Many administrators remain wary of such deals, and boards of trustees are even more likely to be dubious. “You can imagine the engagement we had to have with our board,” Mr. Norton says. But after many meetings about the particulars of the deal and making clear that “the college position was very strong in the event of something going south,” he says, the board voted to authorize a deal with Kirchhoff Campus Properties to construct a 158-bed, townhouse-style residence set to open this fall. Mr. Norton declines to share specifics of the contract.
Middlebury’s enrollment has stayed healthy over the past five years. Many other small, private institutions have struggled to fill their classes each fall. While small colleges are eyeing private-capital deals as a way to increase their attractiveness to prospective students without upfront costs, “the danger is you go into a long-term arrangement assuming that you’re going to have the students to fill the beds, and they’re not there,” says Kent J. Chabotar, president emeritus of Guilford College and a founding partner of MPK&D Partners, a consulting firm that works with colleges.
Mr. Chabotar says Guilford considered building student housing with private financing in the late ’00s, when the college was enjoying record enrollments. But campus officials decided to lease nearby privately developed apartments instead, and enrollment has diminished since 2010. If Guilford had entered a deal to build privately financed on-campus housing, “we would have been stuck with an albatross,” he says.
Mr. Calareso, St. Joseph’s president, is confident that the deal his institution is negotiating with Mosaic Capital Group is a good strategic move. The Patchogue campus has functioned as a commuter college because of its lack of housing. Data indicate enough demand among current and prospective students to fill the 300 beds proposed, Mr. Calareso says.
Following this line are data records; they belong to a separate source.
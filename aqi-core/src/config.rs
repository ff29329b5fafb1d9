use anyhow::{Context, Result, anyhow};
use directories::ProjectDirs;
use serde::{Deserialize, Serialize};
use std::{collections::BTreeMap, fs, path::PathBuf, sync::Arc, time::Duration};

use crate::{
    controller::{CompletionPolicy, ControllerSettings},
    model::{CityKey, Coordinate},
    provider::{FeedClient, WaqiFeedClient, waqi::DEFAULT_BASE_URL},
    resolver::CityTable,
};

/// Public token accepted by WAQI for light, rate-limited use.
pub const DEMO_TOKEN: &str = "demo";

pub const DEFAULT_CITY: &str = "shanghai";

/// Upstream feed settings.
#[derive(Debug, Clone, Serialize, Deserialize, PartialEq)]
pub struct FeedConfig {
    #[serde(default = "default_base_url")]
    pub base_url: String,

    pub token: Option<String>,

    /// Per-request timeout; no timeout when absent.
    pub timeout_secs: Option<u64>,
}

fn default_base_url() -> String {
    DEFAULT_BASE_URL.to_string()
}

impl Default for FeedConfig {
    fn default() -> Self {
        Self {
            base_url: default_base_url(),
            token: None,
            timeout_secs: None,
        }
    }
}

/// A city coordinate entry in the config file.
#[derive(Debug, Clone, Copy, Serialize, Deserialize, PartialEq)]
pub struct CityEntry {
    pub lat: f64,
    pub lon: f64,
}

/// Top-level configuration stored on disk.
#[derive(Debug, Clone, Serialize, Deserialize, Default, PartialEq)]
pub struct Config {
    /// City queried at startup, e.g. "shanghai".
    pub default_city: Option<String>,

    #[serde(default)]
    pub completion_policy: CompletionPolicy,

    #[serde(default)]
    pub feed: FeedConfig,

    /// Example TOML:
    /// [cities.lyon]
    /// lat = 45.764
    /// lon = 4.8357
    #[serde(default)]
    pub cities: BTreeMap<String, CityEntry>,
}

impl Config {
    /// Load config from disk, or return an empty default if it doesn't exist yet.
    pub fn load() -> Result<Self> {
        let path = Self::config_file_path()?;
        if !path.exists() {
            return Ok(Self::default());
        }

        let contents = fs::read_to_string(&path)
            .with_context(|| format!("Failed to read config file: {}", path.display()))?;

        Self::from_toml(&contents)
            .with_context(|| format!("Failed to parse config file: {}", path.display()))
    }

    pub fn from_toml(contents: &str) -> Result<Self> {
        Ok(toml::from_str(contents)?)
    }

    /// Save config to disk, creating parent directories as needed.
    pub fn save(&self) -> Result<()> {
        let path = Self::config_file_path()?;

        if let Some(parent) = path.parent() {
            fs::create_dir_all(parent).with_context(|| {
                format!("Failed to create config directory: {}", parent.display())
            })?;
        }

        let toml =
            toml::to_string_pretty(self).context("Failed to serialize configuration to TOML")?;

        fs::write(&path, toml)
            .with_context(|| format!("Failed to write config file: {}", path.display()))?;

        Ok(())
    }

    /// Path to the config file.
    pub fn config_file_path() -> Result<PathBuf> {
        let dirs = ProjectDirs::from("dev", "aqi", "aqi-cli")
            .ok_or_else(|| anyhow!("Could not determine platform config directory"))?;

        Ok(dirs.config_dir().join("config.toml"))
    }

    /// Configured token, or the public demo token.
    pub fn token(&self) -> &str {
        self.feed
            .token
            .as_deref()
            .filter(|t| !t.trim().is_empty())
            .unwrap_or(DEMO_TOKEN)
    }

    pub fn set_token(&mut self, token: String) {
        self.feed.token = Some(token);
    }

    pub fn default_city(&self) -> Result<CityKey> {
        let raw = self.default_city.as_deref().unwrap_or(DEFAULT_CITY);
        CityKey::normalize(raw).ok_or_else(|| {
            anyhow!(
                "Configured default city is blank.\n\
                 Hint: run `aqi configure` and enter a city name."
            )
        })
    }

    pub fn set_default_city(&mut self, city: &str) -> Result<()> {
        let key = CityKey::normalize(city).ok_or_else(|| anyhow!("City name is empty"))?;
        self.default_city = Some(key.to_string());
        Ok(())
    }

    /// Add or replace a city coordinate, validating its range.
    pub fn upsert_city(&mut self, name: &str, lat: f64, lon: f64) -> Result<()> {
        Coordinate::new(lat, lon).with_context(|| format!("Invalid coordinate for '{name}'"))?;
        let key = CityKey::normalize(name).ok_or_else(|| anyhow!("City name is empty"))?;
        self.cities.insert(key.to_string(), CityEntry { lat, lon });
        Ok(())
    }

    /// Built-in cities with the `[cities]` section layered on top.
    pub fn city_table(&self) -> Result<CityTable> {
        let overrides = self.cities.iter().map(|(name, c)| (name.as_str(), c.lat, c.lon));
        CityTable::builtin()
            .with_overrides(overrides)
            .context("Invalid entry in [cities] config section")
    }

    pub fn feed_client(&self) -> Result<Arc<dyn FeedClient>> {
        let client = match self.feed.timeout_secs {
            Some(secs) => WaqiFeedClient::with_timeout(
                self.feed.base_url.clone(),
                self.token(),
                Duration::from_secs(secs),
            )?,
            None => WaqiFeedClient::new(self.feed.base_url.clone(), self.token()),
        };
        Ok(Arc::new(client))
    }

    pub fn controller_settings(&self) -> Result<ControllerSettings> {
        Ok(ControllerSettings {
            default_city: self.default_city()?,
            fallback_coordinate: Coordinate::new(0.0, 0.0)?,
            policy: self.completion_policy,
        })
    }
}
If the first phase of the project is successful, he hopes to add 300 more beds in a second phase.
But if the college falls short of filling about 200 beds in the first phase, then it “will have to assume obligations for some of the cost of the project, because it won’t be generating revenue that is sufficient for Mosaic,” he says.
Making It Work
Making a private-financing deal that can work for a college involves more than just a clear-eyed look at the prospective pool of students. Deciding to work with Mosaic involved a long process of “finding the right fit,” Mr. Calareso says.
What’s more, residents and chief financial officers have to consider any deal in relation to their balance sheets, their existing bond covenants, and state regulations, says Mr. Chabotar: “I’d want to know, point blank, when this building goes up, what’s the effect going to be.”
Many private-financing deals return the buildings to the college after 25 or 30 years — which happens to be around the point when most campus buildings need to be renovated or replaced. Making sure that both college and developer are clear on who is responsible for repairs and long-term maintenance, and how they will be paid for, is key for a good outcome, according to Mr. Kadamus, of Sightlines.
For many colleges, the loss of housing revenue is the biggest sticking point in reaching a private-financing deal. It kept Austin College, in Texas, from turning to private developers when it wanted to add more housing.
Marjorie Hass, the president, says the college was directing its fund-raising efforts toward a new science building and was in the middle of restructuring its existing debt. Trustees and donors came to the rescue by putting $7 million into a limited-liability corporation to fund the construction of two student-housing developments, which opened in the fall of 2011.
Austin has since bought the buildings from the corporation, the donors got their money back, and the college has kept all the revenue generated by the 182 beds. “We didn’t want to share,” Ms. Hass says.